The US Food and Drug Administration (FDA) is warning that serious breathing difficulties may occur in patients using gabapentin (Neurontin, Gralise, Horizant) or pregabalin (Lyrica, Lyrica CR) who have respiratory risk factors. These include the use of opioid pain medicines and other drugs that depress the central nervous system (CNS), and conditions such as chronic obstructive pulmonary disease (COPD) that reduce lung function. The elderly are also at higher risk.
FDA evaluation shows that the use of these medicines, often referred to as gabapentinoids, has been growing for prescribed medical use, as well as misuse and abuse. Gabapentinoids are often being combined with CNS depressants, which increases the risk of respiratory depression. CNS depressants include opioids, anti-anxiety medicines, antidepressants, and antihistamines. There is less evidence supporting the risk of serious breathing difficulties in healthy individuals taking gabapentinoids alone.
FDA is requiring new warnings about the risk of respiratory depression to be added to the prescribing information of the gabapentinoids.
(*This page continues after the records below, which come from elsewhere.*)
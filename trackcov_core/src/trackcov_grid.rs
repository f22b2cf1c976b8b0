//! Resolution and acceptance grids.
//!
//! Detector response tabulated on a `(pt, polar angle)` grid:
//! - [`CovarianceGrid`]: 5×5 track covariance, bilinearly interpolated and
//!   repaired to positive-definite
//! - [`AcceptanceGrid`]: number of measurement layers crossed
//!
//! Queries outside the grid never fail; they are clamped to the nearest edge
//! and the clamp is reported to the observer. Polar angles above 90° are
//! folded onto `180° - θ` (the detector is forward/backward symmetric).
//!
//! [`smear_parameters`] draws a measured track from a true one with a given
//! covariance, through the Cholesky factor of the normalized covariance.

use crate::trackcov_helix::HelixParameters;
use crate::trackcov_linalg::{make_positive_definite, normalize_diagonal, repair_covariance, to_dynamic, to_fixed};
use nalgebra::{Matrix5, Vector5};
use serde::{Deserialize, Serialize};
use std::sync::Arc;
use trackcov_env::{
    AcceptanceLookup, CovarianceLookup, EnvError, NumericsObserver, RecoveryEvent, RecoveryKind,
    SilentObserver,
};

/// Transverse momentum nodes (GeV).
pub const DEFAULT_PT_NODES: [f64; 22] = [
    0.1, 0.2, 0.5, 0.7, 1.0, 2.0, 3.0, 4.0, 6.0, 8.0, 10.0, 15.0, 20.0, 25.0, 30.0, 40.0, 50.0,
    60.0, 80.0, 100.0, 150.0, 200.0,
];

/// Polar angle nodes (degrees).
pub const DEFAULT_ANGLE_NODES: [f64; 17] = [
    10.0, 15.0, 20.0, 25.0, 30.0, 35.0, 40.0, 45.0, 50.0, 55.0, 60.0, 65.0, 70.0, 75.0, 80.0,
    85.0, 90.0,
];

// ============================================================================
// GRID AXES
// ============================================================================

/// Position of a value between two nodes.
#[derive(Debug, Clone, Copy, PartialEq)]
struct Cell {
    index: usize,
    fraction: f64,
    clamped: bool,
}

fn locate(nodes: &[f64], value: f64) -> Cell {
    let last = nodes.len() - 1;
    if !(value > nodes[0]) {
        // also catches NaN
        return Cell { index: 0, fraction: 0.0, clamped: value != nodes[0] };
    }
    if value >= nodes[last] {
        return Cell { index: last - 1, fraction: 1.0, clamped: value > nodes[last] };
    }
    let index = nodes.partition_point(|&n| n <= value) - 1;
    let fraction = (value - nodes[index]) / (nodes[index + 1] - nodes[index]);
    Cell { index, fraction, clamped: false }
}

fn fold_angle(angle_deg: f64) -> f64 {
    if angle_deg > 90.0 {
        180.0 - angle_deg
    } else {
        angle_deg
    }
}

fn validate_axis(name: &str, nodes: &[f64]) -> Result<(), EnvError> {
    if nodes.len() < 2 {
        return Err(EnvError::invalid_grid(format!("{} axis needs at least 2 nodes", name)));
    }
    if nodes.windows(2).any(|w| !(w[1] > w[0])) {
        return Err(EnvError::invalid_grid(format!("{} nodes must be strictly increasing", name)));
    }
    Ok(())
}

/// Bilinear weights for the four corners `(i, j), (i+1, j), (i, j+1), (i+1, j+1)`.
fn corners(pt: &Cell, angle: &Cell) -> [(usize, usize, f64); 4] {
    let (u, v) = (pt.fraction, angle.fraction);
    [
        (pt.index, angle.index, (1.0 - u) * (1.0 - v)),
        (pt.index + 1, angle.index, u * (1.0 - v)),
        (pt.index, angle.index + 1, (1.0 - u) * v),
        (pt.index + 1, angle.index + 1, u * v),
    ]
}

fn report_clamp(observer: &dyn NumericsObserver, context: &str, pt: f64, angle: f64) {
    observer.on_recovery(
        &RecoveryEvent::new(RecoveryKind::GridClamped, context, 0)
            .with_detail(format!("pt={:.4} GeV, theta={:.2} deg clamped to grid edge", pt, angle)),
    );
}

// ============================================================================
// COVARIANCE GRID
// ============================================================================

/// Serializable covariance table, `covariances[i_pt * n_angle + i_angle]`.
#[derive(Debug, Clone, PartialEq, Serialize, Deserialize)]
pub struct CovarianceTable {
    pub pt_nodes: Vec<f64>,
    pub angle_nodes: Vec<f64>,
    pub covariances: Vec<Matrix5<f64>>,
}

impl CovarianceTable {
    pub fn validate(&self) -> Result<(), EnvError> {
        validate_axis("pt", &self.pt_nodes)?;
        validate_axis("angle", &self.angle_nodes)?;
        let expected = self.pt_nodes.len() * self.angle_nodes.len();
        if self.covariances.len() != expected {
            return Err(EnvError::invalid_grid(format!(
                "expected {} covariance matrices, found {}",
                expected,
                self.covariances.len()
            )));
        }
        Ok(())
    }
}

/// Track resolution as a function of `(pt, θ)`.
pub struct CovarianceGrid {
    table: CovarianceTable,
    observer: Arc<dyn NumericsObserver>,
}

impl CovarianceGrid {
    pub fn new(table: CovarianceTable) -> Result<Self, EnvError> {
        table.validate()?;
        Ok(Self { table, observer: Arc::new(SilentObserver) })
    }

    /// Tabulate `f(pt, angle_deg)` on the given nodes.
    pub fn from_fn<F>(pt_nodes: &[f64], angle_nodes: &[f64], f: F) -> Result<Self, EnvError>
    where
        F: Fn(f64, f64) -> Matrix5<f64>,
    {
        let covariances = pt_nodes
            .iter()
            .flat_map(|&pt| angle_nodes.iter().map(move |&a| (pt, a)))
            .map(|(pt, a)| f(pt, a))
            .collect();
        Self::new(CovarianceTable {
            pt_nodes: pt_nodes.to_vec(),
            angle_nodes: angle_nodes.to_vec(),
            covariances,
        })
    }

    /// Load a table serialized as JSON.
    pub fn from_json_str(json: &str) -> Result<Self, EnvError> {
        let table: CovarianceTable = serde_json::from_str(json)?;
        Self::new(table)
    }

    pub fn with_observer(mut self, observer: Arc<dyn NumericsObserver>) -> Self {
        self.observer = observer;
        self
    }

    pub fn table(&self) -> &CovarianceTable {
        &self.table
    }

    fn node(&self, i_pt: usize, i_angle: usize) -> &Matrix5<f64> {
        &self.table.covariances[i_pt * self.table.angle_nodes.len() + i_angle]
    }
}

impl CovarianceLookup for CovarianceGrid {
    fn covariance(&self, pt: f64, angle_deg: f64) -> Matrix5<f64> {
        let angle = fold_angle(angle_deg);
        let pt_cell = locate(&self.table.pt_nodes, pt);
        let angle_cell = locate(&self.table.angle_nodes, angle);
        if pt_cell.clamped || angle_cell.clamped {
            report_clamp(self.observer.as_ref(), "covariance_grid", pt, angle_deg);
        }

        let mut cov = Matrix5::zeros();
        for (i, j, w) in corners(&pt_cell, &angle_cell) {
            if w != 0.0 {
                cov += self.node(i, j) * w;
            }
        }
        let repaired = repair_covariance(&to_dynamic(&cov), self.observer.as_ref(), "covariance_grid");
        to_fixed(&repaired)
    }
}

// ============================================================================
// ACCEPTANCE GRID
// ============================================================================

/// Serializable hit-count table, `hits[i_pt * n_angle + i_angle]`.
#[derive(Debug, Clone, PartialEq, Serialize, Deserialize)]
pub struct AcceptanceTable {
    pub pt_nodes: Vec<f64>,
    pub angle_nodes: Vec<f64>,
    pub hits: Vec<f64>,
}

impl AcceptanceTable {
    pub fn validate(&self) -> Result<(), EnvError> {
        validate_axis("pt", &self.pt_nodes)?;
        validate_axis("angle", &self.angle_nodes)?;
        if self.hits.len() != self.pt_nodes.len() * self.angle_nodes.len() {
            return Err(EnvError::invalid_grid("hit table size does not match its axes"));
        }
        Ok(())
    }
}

/// Number of measurement layers crossed as a function of `(pt, θ)`.
pub struct AcceptanceGrid {
    table: AcceptanceTable,
    observer: Arc<dyn NumericsObserver>,
}

impl AcceptanceGrid {
    pub fn new(table: AcceptanceTable) -> Result<Self, EnvError> {
        table.validate()?;
        Ok(Self { table, observer: Arc::new(SilentObserver) })
    }

    pub fn from_fn<F>(pt_nodes: &[f64], angle_nodes: &[f64], f: F) -> Result<Self, EnvError>
    where
        F: Fn(f64, f64) -> f64,
    {
        let hits = pt_nodes
            .iter()
            .flat_map(|&pt| angle_nodes.iter().map(move |&a| (pt, a)))
            .map(|(pt, a)| f(pt, a))
            .collect();
        Self::new(AcceptanceTable {
            pt_nodes: pt_nodes.to_vec(),
            angle_nodes: angle_nodes.to_vec(),
            hits,
        })
    }

    pub fn from_json_str(json: &str) -> Result<Self, EnvError> {
        let table: AcceptanceTable = serde_json::from_str(json)?;
        Self::new(table)
    }

    pub fn with_observer(mut self, observer: Arc<dyn NumericsObserver>) -> Self {
        self.observer = observer;
        self
    }

    /// Interpolated number of layers hit, rounded to the nearest integer.
    pub fn hit_number(&self, pt: f64, angle_deg: f64) -> i32 {
        let angle = fold_angle(angle_deg);
        let pt_cell = locate(&self.table.pt_nodes, pt);
        let angle_cell = locate(&self.table.angle_nodes, angle);
        if pt_cell.clamped || angle_cell.clamped {
            report_clamp(self.observer.as_ref(), "acceptance_grid", pt, angle_deg);
        }
        let n_angle = self.table.angle_nodes.len();
        let hits: f64 = corners(&pt_cell, &angle_cell)
            .iter()
            .map(|&(i, j, w)| w * self.table.hits[i * n_angle + j])
            .sum();
        hits.round() as i32
    }
}

impl AcceptanceLookup for AcceptanceGrid {
    fn hit_count(&self, pt: f64, angle_deg: f64) -> i32 {
        self.hit_number(pt, angle_deg)
    }
}

/// True when a track crosses at least `min_hits` layers.
pub fn is_accepted<A: AcceptanceLookup + ?Sized>(lookup: &A, pt: f64, angle_deg: f64, min_hits: i32) -> bool {
    lookup.hit_count(pt, angle_deg) >= min_hits
}

// ============================================================================
// SMEARING
// ============================================================================

/// `par + S⁻¹ L z` with `L Lᵀ` the normalized covariance and `z` standard
/// normal draws.
pub fn smear_parameters(par: &HelixParameters, cov: &Matrix5<f64>, normals: &Vector5<f64>) -> HelixParameters {
    let (normalized, scale) = normalize_diagonal(&to_dynamic(cov));
    let lower = match normalized.clone().cholesky() {
        Some(chol) => chol.l(),
        None => match make_positive_definite(&normalized).cholesky() {
            Some(chol) => chol.l(),
            None => return *par,
        },
    };
    let correlated = to_fixed::<5>(&lower) * normals;
    par + correlated.component_div(&Vector5::from_column_slice(scale.as_slice()))
}

#[cfg(test)]
mod tests {
    use super::*;
    use approx::assert_relative_eq;
    use std::sync::atomic::{AtomicUsize, Ordering};

    fn resolution(pt: f64, angle: f64) -> Matrix5<f64> {
        let s = 1.0e-5 * (1.0 + 1.0 / pt) * (1.0 + angle / 90.0);
        let mut cov = Matrix5::from_diagonal(&Vector5::new(s * s, s * s, 1e-2 * s * s, s * s, s * s));
        cov[(0, 3)] = 0.3 * s * s;
        cov[(3, 0)] = 0.3 * s * s;
        cov
    }

    fn grid() -> CovarianceGrid {
        CovarianceGrid::from_fn(&DEFAULT_PT_NODES, &DEFAULT_ANGLE_NODES, resolution).unwrap()
    }

    #[derive(Default)]
    struct Clamps(AtomicUsize);

    impl NumericsObserver for Clamps {
        fn on_recovery(&self, event: &RecoveryEvent) {
            if event.kind == RecoveryKind::GridClamped {
                self.0.fetch_add(1, Ordering::SeqCst);
            }
        }
    }

    #[test]
    fn test_exact_at_nodes() {
        let g = grid();
        assert_relative_eq!(g.covariance(2.0, 45.0), resolution(2.0, 45.0), max_relative = 1e-12);
        assert_relative_eq!(g.covariance(200.0, 90.0), resolution(200.0, 90.0), max_relative = 1e-12);
    }

    #[test]
    fn test_bilinear_midpoint() {
        let g = grid();
        let mid = g.covariance(1.5, 42.5);
        let expected = (resolution(1.0, 40.0) + resolution(2.0, 40.0) + resolution(1.0, 45.0)
            + resolution(2.0, 45.0))
            / 4.0;
        assert_relative_eq!(mid, expected, max_relative = 1e-12);
    }

    #[test]
    fn test_angle_folding() {
        let g = grid();
        assert_relative_eq!(g.covariance(5.0, 120.0), g.covariance(5.0, 60.0), max_relative = 1e-12);
    }

    #[test]
    fn test_out_of_grid_clamps_and_reports() {
        let clamps = Arc::new(Clamps::default());
        let g = grid().with_observer(clamps.clone());
        let low = g.covariance(0.01, 45.0);
        assert_relative_eq!(low, resolution(0.1, 45.0), max_relative = 1e-12);
        let high = g.covariance(1000.0, 5.0);
        assert_relative_eq!(high, resolution(200.0, 10.0), max_relative = 1e-12);
        assert_eq!(clamps.0.load(Ordering::SeqCst), 2);
        g.covariance(1.0, 45.0);
        assert_eq!(clamps.0.load(Ordering::SeqCst), 2);
    }

    #[test]
    fn test_interpolated_covariance_is_repaired() {
        // Correlation above one at every node
        let bad = |_: f64, _: f64| {
            let mut m = Matrix5::identity();
            m[(0, 1)] = 1.5;
            m[(1, 0)] = 1.5;
            m
        };
        let g = CovarianceGrid::from_fn(&[1.0, 2.0], &[10.0, 90.0], bad).unwrap();
        let cov = g.covariance(1.5, 45.0);
        assert!(crate::trackcov_linalg::check_positive_definite_fixed(&cov));
    }

    #[test]
    fn test_table_validation() {
        let table = CovarianceTable {
            pt_nodes: vec![1.0, 2.0],
            angle_nodes: vec![10.0],
            covariances: vec![Matrix5::identity(); 2],
        };
        assert!(matches!(CovarianceGrid::new(table), Err(EnvError::InvalidGrid(_))));
        let unsorted = AcceptanceTable {
            pt_nodes: vec![2.0, 1.0],
            angle_nodes: vec![10.0, 20.0],
            hits: vec![0.0; 4],
        };
        assert!(AcceptanceGrid::new(unsorted).is_err());
    }

    #[test]
    fn test_json_round_trip() {
        let g = grid();
        let json = serde_json::to_string(g.table()).unwrap();
        let loaded = CovarianceGrid::from_json_str(&json).unwrap();
        assert_relative_eq!(loaded.covariance(3.3, 33.0), g.covariance(3.3, 33.0), max_relative = 1e-12);
        assert!(matches!(CovarianceGrid::from_json_str("{"), Err(EnvError::Parse(_))));
    }

    #[test]
    fn test_acceptance_hits() {
        let acc = AcceptanceGrid::from_fn(&[0.1, 1.0, 10.0], &[10.0, 50.0, 90.0], |pt, angle| {
            if pt < 0.5 {
                2.0
            } else {
                (angle / 10.0).floor()
            }
        })
        .unwrap();
        assert_eq!(acc.hit_number(10.0, 90.0), 9);
        assert_eq!(acc.hit_number(10.0, 70.0), 7);
        assert_eq!(acc.hit_number(0.1, 90.0), 2);
        assert!(is_accepted(&acc, 10.0, 90.0, 5));
        assert!(!is_accepted(&acc, 0.05, 90.0, 5));
    }

    #[test]
    fn test_smearing_with_zero_draws_is_identity() {
        let par = Vector5::new(0.0, 0.3, -0.01, 0.0, 0.5);
        let cov = resolution(1.0, 45.0);
        assert_eq!(smear_parameters(&par, &cov, &Vector5::zeros()), par);
    }

    #[test]
    fn test_smearing_follows_cholesky_factor() {
        let par = Vector5::zeros();
        let cov = resolution(1.0, 45.0);
        // A unit draw on the first component moves D by sigma_D and z0 by
        // its correlated share
        let shifted = smear_parameters(&par, &cov, &Vector5::new(1.0, 0.0, 0.0, 0.0, 0.0));
        assert_relative_eq!(shifted[0], cov[(0, 0)].sqrt(), max_relative = 1e-12);
        assert_relative_eq!(shifted[3], cov[(0, 3)] / cov[(0, 0)].sqrt(), max_relative = 1e-12);
        assert_eq!(shifted[1], 0.0);
    }
}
FDA has also required the drug manufacturers to conduct clinical trials to further evaluate their abuse potential, particularly in combination with opioids, because misuse and abuse of these products together is increasing, and co-use may increase the risk of respiratory depression. Special attention will be paid to the respiratory depressant effects during this abuse potential evaluation.
Patients and caregivers should seek medical attention immediately if they or someone they are caring for experience symptoms of respiratory problems, because these can be life-threatening. Symptoms to watch for include: confusion or disorientation, unusual dizziness or lightheadedness, extreme sleepiness or lethargy, slowed, shallow, or difficult breathing, unresponsiveness, bluish-colored or tinted skin, especially on the lips, fingers, and toes. Always inform their health care professional about all the drugs they are taking, including prescription and over-the-counter (OTC) medicines and other substances such as alcohol.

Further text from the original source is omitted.